* _TASK ITEM_
Extract each line of the data and write it out again exactly.

[Saved entries]
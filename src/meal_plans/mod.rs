pub mod dto;
pub mod handlers;
pub mod repo;
pub mod repo_types;

use crate::state::AppState;
use axum::Router;

pub use dto::{DayMeals, MealPlan};
pub use repo::{MealPlanRepo, MemoryMealPlanRepo, PgMealPlanRepo};

pub fn router() -> Router<AppState> {
    handlers::meal_plan_routes()
}
pub mod index;
pub mod similarity;
pub mod store;

pub use index::{EmbeddingIndex, Embedder, VectorStore};
pub use store::{MemoryVectorStore, PgVectorStore};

* _THE COMPLETED TASK_
filename src/meal_plans/mod.rs
pub mod dto;
pub mod handlers;
pub mod repo;
pub mod repo_types;

use crate::state::AppState;
use axum::Router;

pub use dto::{DayMeals, MealPlan};
pub use repo::{MealPlanRepo, MemoryMealPlanRepo, PgMealPlanRepo};

pub fn router() -> Router<AppState> {
    handlers::meal_plan_routes()
}
pub mod index;
pub mod similarity;
pub mod store;

pub use index::{EmbeddingIndex, Embedder, VectorStore};
pub use store::{MemoryVectorStore, PgVectorStore};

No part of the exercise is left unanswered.